← Back to Directory
It: Chapter Two
Movie

It: Chapter Two

2019Drama, Fantasy, Horror

Woke Score
7
out of 10

Plot

Defeated by members of the Losers' Club, the evil clown Pennywise returns 27 years later to terrorize the town of Derry, Maine, once again. Now adults, the childhood friends have long since gone their separate ways. But when people start disappearing, Mike Hanlon calls the others home for one final stand. Damaged by scars from the past, the united Losers must conquer their deepest fears to destroy the shape-shifting Pennywise -- now more powerful than ever.

Overall Series Review

It: Chapter Two is a long horror film that concludes the story of the Losers’ Club, bringing the friends back to their hometown of Derry, Maine, 27 years after their initial battle with Pennywise. The film explicitly ties the cosmic evil of the entity to the inherent, systemic human evil within the small American town itself. The story opens with a graphic, non-supernatural hate crime against a gay couple, which immediately grounds the fantasy horror in real-world social commentary.

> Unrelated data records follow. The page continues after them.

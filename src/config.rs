use crate::error::{GraderError, Result};
use crate::rubric::RubricWeights;
use anyhow::Context;
use serde::{Deserialize, Serialize};
use std::path::Path;
use tracing::{debug, warn};

/// Environment variable holding the hosted API key
pub const OPENAI_API_KEY_VAR: &str = "OPENAI_API_KEY";
/// Environment variable holding the Ollama host
pub const OLLAMA_HOST_VAR: &str = "OLLAMA_HOST";

/// Configuration file looked up in the working directory
pub const DEFAULT_CONFIG_FILE: &str = "grader.json";

const DEFAULT_OLLAMA_HOST: &str = "http://localhost:11434";

/// Settings for the hosted OpenAI-compatible API
#[derive(Debug, Clone, PartialEq, Deserialize, Serialize)]
#[serde(default)]
pub struct OpenAiConfig {
    /// API key; falls back to `OPENAI_API_KEY` when unset
    pub api_key: Option<String>,
    /// Base URL, overridable for API-compatible services
    pub base_url: String,
    pub chat_model: String,
    pub vision_model: String,
    pub max_tokens: u32,
    /// Sampling temperature (0.0 to 1.0)
    pub temperature: f64,
    pub timeout_secs: u64,
}

impl Default for OpenAiConfig {
    fn default() -> Self {
        Self {
            api_key: None,
            base_url: "https://api.openai.com/v1".to_string(),
            chat_model: "gpt-4".to_string(),
            vision_model: "gpt-4-vision-preview".to_string(),
            max_tokens: 500,
            temperature: 0.7,
            timeout_secs: 30,
        }
    }
}

impl OpenAiConfig {
    /// Configured key, or the environment one when none is configured
    pub fn resolve_api_key(&self) -> Option<String> {
        self.api_key
            .clone()
            .filter(|key| !key.trim().is_empty())
            .or_else(|| std::env::var(OPENAI_API_KEY_VAR).ok())
            .filter(|key| !key.trim().is_empty())
    }
}

/// Settings for a self-hosted Ollama server
#[derive(Debug, Clone, PartialEq, Deserialize, Serialize)]
#[serde(default)]
pub struct OllamaConfig {
    /// Server URL; falls back to `OLLAMA_HOST`, then localhost
    pub host: Option<String>,
    pub chat_model: String,
    pub vision_model: String,
    pub max_tokens: u32,
    pub temperature: f64,
    pub timeout_secs: u64,
}

impl Default for OllamaConfig {
    fn default() -> Self {
        Self {
            host: None,
            chat_model: "llama2".to_string(),
            vision_model: "llava".to_string(),
            max_tokens: 500,
            temperature: 0.7,
            timeout_secs: 30,
        }
    }
}

impl OllamaConfig {
    pub fn resolve_host(&self) -> String {
        let host = self
            .host
            .clone()
            .filter(|host| !host.trim().is_empty())
            .or_else(|| std::env::var(OLLAMA_HOST_VAR).ok())
            .filter(|host| !host.trim().is_empty())
            .unwrap_or_else(|| DEFAULT_OLLAMA_HOST.to_string());
        host.trim_end_matches('/').to_string()
    }
}

/// Document conversion backend
#[derive(Debug, Clone, Copy, PartialEq, Eq, Deserialize, Serialize)]
#[serde(rename_all = "lowercase")]
pub enum ParserBackend {
    Markitdown,
    Mineru,
}

#[derive(Debug, Clone, PartialEq, Deserialize, Serialize)]
#[serde(default)]
pub struct ParserConfig {
    pub backend: ParserBackend,
    /// Split converted markdown into structural blocks
    pub split_blocks: bool,
    pub markitdown_command: String,
    pub mineru_command: String,
}

impl Default for ParserConfig {
    fn default() -> Self {
        Self {
            backend: ParserBackend::Markitdown,
            split_blocks: false,
            markitdown_command: "markitdown".to_string(),
            mineru_command: "magic-pdf".to_string(),
        }
    }
}

/// Root configuration, built once and passed to each component
#[derive(Debug, Clone, PartialEq, Deserialize, Serialize)]
#[serde(default)]
pub struct Config {
    /// Provider used when none is given on the command line
    pub provider: String,
    pub openai: OpenAiConfig,
    pub ollama: OllamaConfig,
    pub parser: ParserConfig,
    pub rubric: RubricWeights,
}

impl Default for Config {
    fn default() -> Self {
        Self {
            provider: "openai".to_string(),
            openai: OpenAiConfig::default(),
            ollama: OllamaConfig::default(),
            parser: ParserConfig::default(),
            rubric: RubricWeights::default(),
        }
    }
}

impl Config {
    /// Load configuration from a JSON file, or TOML when the extension is `.toml`
    pub fn from_file(path: &Path) -> anyhow::Result<Self> {
        let content = std::fs::read_to_string(path)
            .with_context(|| format!("Failed to read config file: {}", path.display()))?;

        let is_toml = path
            .extension()
            .is_some_and(|ext| ext.eq_ignore_ascii_case("toml"));

        if is_toml {
            toml::from_str(&content)
                .with_context(|| format!("Failed to parse TOML config: {}", path.display()))
        } else {
            serde_json::from_str(&content)
                .with_context(|| format!("Failed to parse JSON config: {}", path.display()))
        }
    }

    /// Best-effort load: a missing or malformed file yields the defaults.
    ///
    /// A file that parses but holds invalid values is rejected.
    pub fn load(path: &Path) -> Result<Self> {
        let config = if !path.exists() {
            debug!(path = %path.display(), "no configuration file, using defaults");
            Self::default()
        } else {
            match Self::from_file(path) {
                Ok(config) => config,
                Err(e) => {
                    warn!(
                        path = %path.display(),
                        error = %format!("{e:#}"),
                        "ignoring configuration file, using defaults"
                    );
                    Self::default()
                }
            }
        };

        config.validate()?;
        Ok(config)
    }

    /// Check value ranges for both providers and the rubric
    pub fn validate(&self) -> Result<()> {
        check_sampling("openai", self.openai.temperature, self.openai.timeout_secs)?;
        check_sampling("ollama", self.ollama.temperature, self.ollama.timeout_secs)?;
        self.rubric.validate()
    }
}

fn check_sampling(section: &str, temperature: f64, timeout_secs: u64) -> Result<()> {
    if !(0.0..=1.0).contains(&temperature) {
        return Err(GraderError::Configuration(format!(
            "{section}.temperature must be within [0, 1], got {temperature}"
        )));
    }
    if timeout_secs == 0 {
        return Err(GraderError::Configuration(format!(
            "{section}.timeout_secs must be greater than zero"
        )));
    }
    Ok(())
}

/// Run `f` with `name` set to `value` (or unset), restoring the previous value.
///
/// Tests touching the process environment take a shared lock so they never
/// observe each other's changes.
#[cfg(test)]
pub(crate) fn with_env_var<T>(name: &str, value: Option<&str>, f: impl FnOnce() -> T) -> T {
    use std::sync::Mutex;

    static ENV_LOCK: Mutex<()> = Mutex::new(());
    let _guard = ENV_LOCK.lock().unwrap_or_else(|e| e.into_inner());

    let previous = std::env::var(name).ok();
    // Safety: every test that mutates the environment holds ENV_LOCK
    unsafe {
        match value {
            Some(value) => std::env::set_var(name, value),
            None => std::env::remove_var(name),
        }
    }

    let result = f();

    unsafe {
        match previous {
            Some(previous) => std::env::set_var(name, previous),
            None => std::env::remove_var(name),
        }
    }
    result
}

#[cfg(test)]
mod tests {
    use super::*;
    use std::io::Write;
    use tempfile::NamedTempFile;

    fn write_config(suffix: &str, content: &str) -> NamedTempFile {
        let mut temp_file = tempfile::Builder::new().suffix(suffix).tempfile().unwrap();
        write!(temp_file, "{}", content).unwrap();
        temp_file
    }

    #[test]
    fn test_config_parsing() {
        let json_content = r#"
{
    "provider": "ollama",
    "openai": {
        "api_key": "sk-test",
        "base_url": "https://example.com/v1",
        "chat_model": "gpt-4o",
        "max_tokens": 200,
        "temperature": 0.5
    },
    "ollama": {
        "host": "http://gpu-box:11434",
        "chat_model": "qwen2",
        "timeout_secs": 120
    },
    "parser": { "backend": "mineru", "split_blocks": true },
    "rubric": { "correctness": 0.6, "completeness": 0.4 }
}
"#;
        let temp_file = write_config(".json", json_content);

        let config = Config::from_file(temp_file.path()).unwrap();
        assert_eq!(config.provider, "ollama");
        assert_eq!(config.openai.api_key.as_deref(), Some("sk-test"));
        assert_eq!(config.openai.chat_model, "gpt-4o");
        assert_eq!(config.openai.max_tokens, 200);
        assert_eq!(config.openai.temperature, 0.5);
        assert_eq!(config.openai.vision_model, "gpt-4-vision-preview");
        assert_eq!(config.ollama.resolve_host(), "http://gpu-box:11434");
        assert_eq!(config.ollama.timeout_secs, 120);
        assert_eq!(config.parser.backend, ParserBackend::Mineru);
        assert!(config.parser.split_blocks);
        assert_eq!(config.rubric.weight("correctness"), Some(0.6));
    }

    #[test]
    fn test_config_defaults() {
        let temp_file = write_config(".json", "{}");

        let config = Config::from_file(temp_file.path()).unwrap();
        assert_eq!(config, Config::default());
        assert_eq!(config.provider, "openai");
        assert_eq!(config.openai.max_tokens, 500);
        assert_eq!(config.openai.temperature, 0.7);
        assert_eq!(config.ollama.chat_model, "llama2");
        assert_eq!(config.ollama.vision_model, "llava");
        assert_eq!(config.parser.backend, ParserBackend::Markitdown);
        assert!(!config.parser.split_blocks);
    }

    #[test]
    fn test_toml_config_parsing() {
        let toml_content = r#"
provider = "ollama"

[ollama]
chat_model = "mistral"

[rubric]
correctness = 1.0
"#;
        let temp_file = write_config(".toml", toml_content);

        let config = Config::from_file(temp_file.path()).unwrap();
        assert_eq!(config.provider, "ollama");
        assert_eq!(config.ollama.chat_model, "mistral");
        assert_eq!(config.rubric.dimensions().collect::<Vec<_>>(), ["correctness"]);
    }

    #[test]
    fn test_load_missing_file_uses_defaults() {
        let dir = tempfile::tempdir().unwrap();
        let config = Config::load(&dir.path().join("grader.json")).unwrap();
        assert_eq!(config, Config::default());
    }

    #[test]
    fn test_load_malformed_file_falls_back_to_defaults() {
        let temp_file = write_config(".json", "{ not json");

        assert!(Config::from_file(temp_file.path()).is_err());
        let config = Config::load(temp_file.path()).unwrap();
        assert_eq!(config, Config::default());
    }

    #[test]
    fn test_load_rejects_rubric_not_summing_to_one() {
        let temp_file = write_config(
            ".json",
            r#"{"rubric": {"completeness": 0.5, "correctness": 0.4, "originality": 0.2}}"#,
        );

        let err = Config::load(temp_file.path()).unwrap_err();
        assert!(matches!(err, GraderError::InvalidRubric(_)));
    }

    #[test]
    fn test_load_rejects_temperature_out_of_range() {
        let temp_file = write_config(".json", r#"{"ollama": {"temperature": 1.5}}"#);

        let err = Config::load(temp_file.path()).unwrap_err();
        assert!(matches!(err, GraderError::Configuration(_)));
        assert!(err.to_string().contains("ollama.temperature"));
    }

    #[test]
    fn test_validate_rejects_zero_timeout() {
        let mut config = Config::default();
        config.openai.timeout_secs = 0;
        assert!(matches!(
            config.validate(),
            Err(GraderError::Configuration(_))
        ));
    }

    #[test]
    fn test_explicit_api_key_wins() {
        let config = OpenAiConfig {
            api_key: Some("sk-explicit".to_string()),
            ..OpenAiConfig::default()
        };
        assert_eq!(config.resolve_api_key().as_deref(), Some("sk-explicit"));
    }

    #[test]
    fn test_explicit_host_trailing_slash_trimmed() {
        let config = OllamaConfig {
            host: Some("http://127.0.0.1:11434/".to_string()),
            ..OllamaConfig::default()
        };
        assert_eq!(config.resolve_host(), "http://127.0.0.1:11434");
    }

    #[test]
    fn test_api_key_falls_back_to_environment() {
        let key = with_env_var(OPENAI_API_KEY_VAR, Some("sk-from-env"), || {
            OpenAiConfig::default().resolve_api_key()
        });
        assert_eq!(key.as_deref(), Some("sk-from-env"));
    }

    #[test]
    fn test_blank_api_key_everywhere_is_none() {
        let config = OpenAiConfig {
            api_key: Some("  ".to_string()),
            ..OpenAiConfig::default()
        };
        let key = with_env_var(OPENAI_API_KEY_VAR, None, || config.resolve_api_key());
        assert_eq!(key, None);
    }

    #[test]
    fn test_host_falls_back_to_environment() {
        let host = with_env_var(OLLAMA_HOST_VAR, Some("http://gpu-box:11434/"), || {
            OllamaConfig::default().resolve_host()
        });
        assert_eq!(host, "http://gpu-box:11434");
    }

    #[test]
    fn test_explicit_host_beats_environment() {
        let config = OllamaConfig {
            host: Some("http://10.0.0.5:11434".to_string()),
            ..OllamaConfig::default()
        };
        let host = with_env_var(OLLAMA_HOST_VAR, Some("http://gpu-box:11434"), || {
            config.resolve_host()
        });
        assert_eq!(host, "http://10.0.0.5:11434");
    }

    #[test]
    fn test_host_defaults_to_localhost() {
        let host = with_env_var(OLLAMA_HOST_VAR, None, || OllamaConfig::default().resolve_host());
        assert_eq!(host, "http://localhost:11434");
    }
}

This social focus continues throughout, as a major character's repressed homosexuality is revealed as the source of his deepest fear, driving his personal journey. Another member of the group, the only non-white character, is sidelined and primarily serves as a narrative device whose backstory involves a heavily criticized, stereotypical co-option of Native American spiritualism as the solution to the main conflict. The only female member's adult life is largely defined by escaping an abusive marriage and being objectified by the male protagonists, presenting traditional female roles negatively. The film is less about a universal battle against pure evil and more about defeating bigotry, shame, and the corrupting nature of a traditional, seemingly innocent Western town.

Categorical Breakdown

Identity Politics7/10

The narrative relies on the immutable characteristics of the non-white character, Mike Hanlon, whose sole purpose is to be the historian who stayed behind and learned a stereotypical Native American 'Ritual of Chüd' to defeat the monster. This trope-laden plot element is criticized as tokenizing, using a non-Western cultural background as a magical plot device rather than giving the character a merit-based, universal arc. The film opens by explicitly centering real-world, identity-based violence—a homophobic hate crime—to establish the main conflict’s stakes, connecting Pennywise’s horror to human systemic oppression.

Oikophobia8/10

The town of Derry, Maine, is framed as a place of deeply rooted, small-town corruption and bigotry, which Pennywise merely feeds upon. The director and writer emphasize that the human violence, specifically the hate crime at the beginning, demonstrates 'how f-cked up humans are' in this seemingly innocent American community. The narrative suggests the local Western culture is fundamentally a breeding ground for hate, fear, and violence, linking the town’s 'DNA' to the monster’s evil.

Feminism6/10

Beverly Marsh, the sole female member, is immediately introduced escaping a toxic, abusive marriage in her adult life, framing her attempt at a traditional partnership as a prison that inhibits her growth. Her character's established supernatural power from the first film is mostly dropped. Her adult role is largely reduced to being a victim whose trauma and love triangle serve to motivate and provide emotional weight for the male characters. The commentary notes female characters are sometimes used as objects of ridicule or are presented only as scary, elderly figures.

LGBTQ+9/10

The opening sequence is a brutal, graphic gay-bashing and murder, which serves as a shocking, intense, and central narrative device to call the Losers back to action, placing overt anti-LGBTQ+ bigotry at the foundation of the town's evil. Furthermore, a core member of the Losers' Club, Richie Tozier, has his entire adult character arc centered on his repressed and closeted homosexuality and the unrequited love for his male friend, which Pennywise weaponizes against him. The film centers sexual identity as the deepest psychological fear for a major protagonist.

Anti-Theism7/10

The climactic method for defeating the cosmic evil is a mystical Native American 'Ritual of Chüd,' which is appropriated into the plot by Mike Hanlon. The final victory is achieved through this exoticized non-Western spiritualism and the humanistic power of friendship, entirely bypassing any reference to or presence of traditional Western religious faith. This substitution creates a spiritual vacuum where only an alternative, stereotypical ritual is deemed powerful enough to fight a demonic entity.